名鉄は5月26日、国土交通大臣に鉄道旅客運賃の改定を申請した。全体の改定率は10%で8.9%の増収を見込む。認可された場合、同社は来年2024年3月の運賃を値上げする予定。

普通旅客運賃の上限は、初乗り(1~3km)が現行170円のところ10円値上げの180円に。49~52kmは現行880円のところ100円値上げの980円、96~100kmは現行1500円から170円値上げの1670円になる。最長距離帯(131~143km)は現行1850円より200円高い2050円。名鉄は7kmまでの区間は改定率を抑えるとしている。

定期旅客運賃の上限は通勤1カ月の場合、1kmが550円値上げの5570円。50kmでは2580円高い2万6030円になる。割引率は現行45.1%のところ44.6%に引き下げられる。
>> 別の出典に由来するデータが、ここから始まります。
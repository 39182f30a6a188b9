//! Extrapolation of the selected segment to the image borders.
use crate::types::{HorizonLine, LineSegment};
use nalgebra::Vector3;

/// Normalized line through the segment in the form `ax + by + c = 0`
/// with `sqrt(a^2 + b^2) = 1`.
pub fn line_form(seg: &LineSegment) -> Vector3<f32> {
    let a = (seg.y2 - seg.y1) as f32;
    let b = (seg.x1 - seg.x2) as f32;
    let c = (seg.x2 * seg.y1 - seg.x1 * seg.y2) as f32;
    let norm = (a * a + b * b).sqrt();
    Vector3::new(a / norm, b / norm, c / norm)
}

/// Extrapolate the segment's line to span the full image width.
///
/// A vertical segment degenerates to the column `x1` spanning the full
/// height. The computed y values are deliberately not clamped to `[0, H)`;
/// steep near-threshold lines may exit the visible image and callers are
/// expected to cope.
pub fn project_to_bounds(seg: &LineSegment, width: usize, height: usize) -> HorizonLine {
    if seg.x1 == seg.x2 {
        return HorizonLine {
            x_left: seg.x1,
            y_left: 0,
            x_right: seg.x1,
            y_right: height as i32 - 1,
        };
    }
    let line = line_form(seg);
    let x_right = width as i32 - 1;
    // y(x) = -(a*x + c) / b
    let y_at = |x: f32| -(line.x * x + line.z) / line.y;
    HorizonLine {
        x_left: 0,
        y_left: y_at(0.0).round() as i32,
        x_right,
        y_right: y_at(x_right as f32).round() as i32,
    }
}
通学は「家計負担に配慮」するとして現行運賃を据え置くため、割引率は現行82.2%から84.3%に引き上げられる。
知多新線・豊田線・羽島線・空港線の加算運賃は、普通旅客運賃・定期旅客運賃ともに変更しない。
名古屋本線の一部区間に設定されている暫定運賃は対象の区間や設定額を区間ごとに見直し、認可後に上限の範囲内で特定運賃を届け出る予定だ。名鉄名古屋~名鉄一宮の普通旅客運賃の場合、現行380円のところ改定後の上限は460円になるが、400円の特定運賃を設定して値上げ幅を20円に抑える。
過去の駅移設に伴い設定していた特定運賃(上飯田・西ノ口・柳津の各駅を発着する一部区間)は今回の改定にあわせて廃止し、通学定期も含め本来の距離に応じた運賃を適用する。
特定運賃と同様に認可後に届け出る予定の特別車両料金(ミューチケット、現行360円)は、「基本料金」「閑散時間帯割引料金」「車内精算料金」の3種類に分けて設定しなおす。現行料金に相当する基本料金は450円で90円の値上げだ。
車内時間帯割引料金は、名鉄のネット予約サービスで購入する場合に限り平日9~16時台と土曜・休日の料金を割り引くもので、いまより60円安い300円になる。車内精算料金は現行料金より140円高い500円だが、座席指定が可能になる。

名鉄は今年2023年3月に発表した本年度2023年度の設備投資計画で、運賃値上げの方針を示していた。同社によると、テレワークの普及などで輸送需要がコロナ前の水準には戻らず、電力料金や資材価格の高騰による経費増も懸念され、厳しい経営状況が今後も続く見込み。一方で車両の更新など事業継続に必要な投資を行う必要があることから、不足する費用の一部を客に負担してもらうため、運賃改定を申請したという。